NASA - Kepler Mission

NASA - Kepler


If by chance you're planning on testing out a teleportation device at around 10.49 pm Eastern Standard Time, Friday March 6th, take care not to plot your co-ordinates anywhere near Pad 17-B, Launch Complex 17 at Cape Canaveral Air Force Station, otherwise you might well find your evening's experimentation coming to an untimely end beneath the Kepler Mission spacecraft, as it is thrust skywards by the power of its Delta II rocket. Here are some details of what would be singeing your eyebrows...

  • Stage I: RP-1 and liquid oxygen tanks that feed the Rocketdyne RS-27 main engine for the ascent.
  • Solid rocket booster motors: Used to increase thrust during the initial two minutes of flight. The medium-capacity Delta II has nine motors total (six fire on the ground, three in flight); the other models use only three or four.
  • Stage II: Fuel and oxidizer tanks feeding a restartable, hypergolic Aerojetlow Earth orbit. This propellant mixture is highly corrosive and once loaded the launch must occur within approximately 37 days or the stage will have to be refurbished or replaced.[4] This stage also contains the vehicle's "brains", a combined inertial platform and guidance system that controls all flight events. AJ10-118K engine that fires one or more times to insert the vehicle-spacecraft stack into
  • Stage III: Optional ATK-Thiokol solid rocket motor (some Delta II vehicles are two-stage only, and generally used for Earth-orbit missions) provides the majority of the velocity change needed to leave Earth orbit and inject the spacecraft on a trajectory to Mars or other target beyond Earth orbit. It is connected to the spacecraft until it is done firing, and then separates. This stage is spin-stabilized and has no active guidance control; it depends on the second stage for proper orientation prior to Stage II/III separation. It also includes a yo-yo de-spin mechanism to slow the spin before spacecraft release, as many spacecraft cannot handle the high spin rates needed for stability of this stage.
  • Payload fairing: Thin metal or composite payload fairing (aka "nose cone") to protect the spacecraft during the ascent through Earth's atmosphere.

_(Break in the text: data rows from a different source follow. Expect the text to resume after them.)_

#[cfg(test)]
mod tests {
    use super::*;
    use crate::collection::parse_collection;
    use crate::context::{CollectionContext, RequestContext};
    use crate::infer::TypeLabel;
    use crate::sink::MemorySink;
    use crate::template::RenderError;

    /// Plain-text emitter so these tests do not depend on built-in templates.
    struct Outline;

    impl CodeEmitter for Outline {
        fn name(&self) -> &str {
            "outline"
        }

        fn extension(&self) -> &str {
            "txt"
        }

        fn type_for(&self, label: TypeLabel) -> &str {
            label.as_str()
        }

        fn ident(&self, name: &str) -> String {
            naming::snake_case(name)
        }

        fn models_header(&self, c: &CollectionContext) -> std::result::Result<String, RenderError> {
            Ok(format!("# {}\n", c.name))
        }

        fn model_fragment(&self, r: &RequestContext<'_>) -> std::result::Result<String, RenderError> {
            let mut out = format!("{}:\n", r.type_name);
            for field in &r.fields {
                out.push_str(&format!("  {}: {}\n", field.key, field.lang_type));
            }
            Ok(out)
        }

        fn request_source(&self, r: &RequestContext<'_>) -> std::result::Result<String, RenderError> {
            Ok(format!("{} {} {}\n", r.fn_name, r.method, r.url))
        }
    }

    fn collection(doc: &str) -> Collection {
        parse_collection(doc.as_bytes()).unwrap()
    }

    const SHOP: &str = r#"{
        "info": { "name": "Basic Collection" },
        "variable": [{ "key": "base", "value": "https://shop.test" }],
        "item": [
            { "name": "Create Order", "request": {
                "method": "POST", "url": "{{base}}/orders",
                "body": { "mode": "raw", "raw": "{\"currency\": \"INR\", \"amount\": 100}" } } },
            { "name": "List Orders", "request": { "method": "GET", "url": "{{base}}/orders" } }
        ]
    }"#;

    const DUPLICATES: &str = r#"{
        "info": { "name": "Dupes" },
        "item": [
            { "name": "Create Order", "request": { "method": "POST", "url": "/a" } },
            { "name": "create order", "request": { "method": "PUT", "url": "/b" } }
        ]
    }"#;

    #[test]
    fn generates_models_then_requests() {
        let generated = generate(&collection(SHOP), &Outline, &GenerateOptions::default()).unwrap();

        assert_eq!(generated.dir, PathBuf::from("basic_collection"));
        let paths: Vec<_> = generated.artifacts.iter().map(|a| a.path.clone()).collect();
        assert_eq!(
            paths,
            vec![
                PathBuf::from("models.txt"),
                PathBuf::from("create_order_request.txt"),
                PathBuf::from("list_orders_request.txt"),
            ]
        );
        assert_eq!(
            generated.artifact("models.txt").unwrap().contents,
            "# Basic Collection\n\nCreateOrder:\n  amount: number\n  currency: text\n\nListOrders:\n"
        );
        assert_eq!(
            generated.artifact("create_order_request.txt").unwrap().contents,
            "create_order POST https://shop.test/orders\n"
        );
    }

    #[test]
    fn repeated_runs_are_byte_identical() {
        let collection = collection(SHOP);
        let options = GenerateOptions::default();

        let mut first = MemorySink::new();
        let mut second = MemorySink::new();
        generate(&collection, &Outline, &options).unwrap().write_to(&mut first).unwrap();
        generate(&collection, &Outline, &options).unwrap().write_to(&mut second).unwrap();

        assert_eq!(first.files, second.files);
        assert_eq!(first.files.len(), 3);
    }

    #[test]
    fn write_to_places_files_in_the_directory() {
        let generated = generate(&collection(SHOP), &Outline, &GenerateOptions::default()).unwrap();
        let mut sink = MemorySink::new();
        let dir = generated.write_to(&mut sink).unwrap();

        assert_eq!(dir, PathBuf::from("basic_collection"));
        assert!(sink.text("basic_collection/models.txt").is_some());
        assert!(sink.text("basic_collection/list_orders_request.txt").is_some());
    }

    #[test]
    fn colliding_names_get_suffixes() {
        let generated = generate(&collection(DUPLICATES), &Outline, &GenerateOptions::default()).unwrap();
        assert!(generated.artifact("create_order_request.txt").is_some());
        assert!(generated.artifact("create_order_2_request.txt").is_some());
    }

    #[test]
    fn suffixes_skip_names_already_taken() {
        let doc = r#"{ "info": { "name": "x" }, "item": [
            { "name": "a", "request": { "url": "/" } },
            { "name": "a 2", "request": { "url": "/" } },
            { "name": "A", "request": { "url": "/" } }
        ] }"#;
        let generated = generate(&collection(doc), &Outline, &GenerateOptions::default()).unwrap();
        let paths: Vec<_> = generated.artifacts.iter().map(|a| a.path.display().to_string()).collect();
        assert_eq!(paths, vec!["models.txt", "a_request.txt", "a_2_request.txt", "a_3_request.txt"]);
    }

    #[test]
    fn suffixes_keep_type_names_distinct() {
        let doc = r#"{ "info": { "name": "x" }, "item": [
            { "name": "Get User", "request": { "url": "/1" } },
            { "name": "Get User ", "request": { "url": "/2" } }
        ] }"#;
        let generated = generate(&collection(doc), &Outline, &GenerateOptions::default()).unwrap();
        let models = &generated.artifact("models.txt").unwrap().contents;
        assert_eq!(models.matches("GetUser:").count(), 1);
        assert_eq!(models.matches("GetUser2:").count(), 1);
        assert_eq!(
            generated.artifact("get_user__2_request.txt").unwrap().contents,
            "get_user_2 GET /2\n"
        );
    }

    #[test]
    fn numbered_names_do_not_reuse_a_suffixed_type() {
        let doc = r#"{ "info": { "name": "x" }, "item": [
            { "name": "Create Order", "request": { "url": "/" } },
            { "name": "Create Order", "request": { "url": "/" } },
            { "name": "Create Order2", "request": { "url": "/" } }
        ] }"#;
        let generated = generate(&collection(doc), &Outline, &GenerateOptions::default()).unwrap();
        let models = &generated.artifact("models.txt").unwrap().contents;
        let types: Vec<_> = models.lines().filter(|l| l.ends_with(':')).collect();
        assert_eq!(types, vec!["CreateOrder:", "CreateOrder2:", "CreateOrder22:"]);
    }

    #[test]
    fn overwrite_and_error_apply_to_type_names() {
        let doc = r#"{ "info": { "name": "x" }, "item": [
            { "name": "Get User", "request": { "url": "/1" } },
            { "name": "Get User ", "request": { "url": "/2" } }
        ] }"#;
        let overwrite = GenerateOptions {
            collisions: CollisionPolicy::Overwrite,
            ..GenerateOptions::default()
        };
        let generated = generate(&collection(doc), &Outline, &overwrite).unwrap();
        let paths: Vec<_> = generated.artifacts.iter().map(|a| a.path.display().to_string()).collect();
        assert_eq!(paths, vec!["models.txt", "get_user__request.txt"]);
        assert_eq!(generated.artifacts[0].contents, "# x\n\nGetUser:\n");

        let error = GenerateOptions {
            collisions: CollisionPolicy::Error,
            ..GenerateOptions::default()
        };
        let err = generate(&collection(doc), &Outline, &error).unwrap_err();
        assert!(matches!(err, Error::Collision { ref ident, .. } if ident == "GetUser"));
    }

    #[test]
    fn overwrite_keeps_the_last_request() {
        let options = GenerateOptions {
            collisions: CollisionPolicy::Overwrite,
            ..GenerateOptions::default()
        };
        let generated = generate(&collection(DUPLICATES), &Outline, &options).unwrap();

        let requests: Vec<_> = generated
            .artifacts
            .iter()
            .filter(|a| a.path.display().to_string().starts_with("create_order"))
            .collect();
        assert_eq!(requests.len(), 1);
        assert_eq!(requests[0].contents, "create_order PUT /b\n");
        assert_eq!(
            generated.artifact("models.txt").unwrap().contents.matches("CreateOrder:").count(),
            1
        );
    }

    #[test]
    fn collision_error_names_both_requests() {
        let options = GenerateOptions {
            collisions: CollisionPolicy::Error,
            ..GenerateOptions::default()
        };
        let err = generate(&collection(DUPLICATES), &Outline, &options).unwrap_err();
        assert_eq!(
            err.to_string(),
            "name collision: requests `Create Order` and `create order` both map to `create_order`"
        );
    }

    #[test]
    fn first_failing_request_is_reported() {
        let doc = r#"{ "info": { "name": "x" }, "item": [
            { "name": "ok", "request": { "url": "/", "body": { "mode": "raw", "raw": "{}" } } },
            { "name": "list body", "request": { "url": "/", "body": { "mode": "raw", "raw": "[1]" } } },
            { "name": "text body", "request": { "url": "/", "body": { "mode": "raw", "raw": "\"hi\"" } } }
        ] }"#;
        let err = generate(&collection(doc), &Outline, &GenerateOptions::default()).unwrap_err();
        assert!(matches!(err, Error::Inference { ref request, .. } if request == "list body"));
    }

    #[test]
    fn empty_collection_still_writes_models() {
        let doc = r#"{ "info": { "name": "Empty" }, "item": [] }"#;
        let generated = generate(&collection(doc), &Outline, &GenerateOptions::default()).unwrap();
        assert_eq!(generated.artifacts.len(), 1);
        assert_eq!(generated.artifacts[0].contents, "# Empty\n");
    }
}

i.e. the rocket is big, emits a great deal of heat, and generally makes a lot of noise - another reason for staying well away from the launch site is that this is a night launch, and to get a panoramic view of the illuminated sky, it's probably best to be a good mile or more away.

It is hoped that once clear of Earth's atmosphere, the craft will, as we see from this report at Physics World...

... enter in a “trailing orbit” that will fall behind Earth by roughly 18 million km each year. From here, it will stare at the same part of the sky in hopes of catching any star that "blinks" as a planet passes in front.


In fact, Kepler will keep up this multi-million mile stare for at least 3 years and 6 months, with the sole aim of detecting other Earth-sized planets whose orbits lie within the habitable zones of distant stars, i.e. where temperatures on those planets allow for the existence of liquid water, thought by many to be a prerequisite for life.

Although I'm not sure whether Kepler's imaging equipment will also be able to detect moons around those planets - if our own solar system is anything to go by, moons (such as Jovian Europa), would also seem to be a good target to investigate - Kepler's onboard telescope is nevertheless well equipped for the job in hand. As we see...

The Kepler telescope is specially designed to detect the periodic dimming of stars that planets cause as they pass by. Some star systems are oriented in such a way that their planets cross in front of their stars, as seen from our Earthly point of view. As the planets pass by, they cause their stars' light to slightly dim, or wink.

The telescope can detect even the faintest of these winks, registering changes in brightness of only 20 parts per million. To achieve this resolution, Kepler will use the largest camera ever launched into space, a 95-megapixel array of charged couple devices, known as CCDs.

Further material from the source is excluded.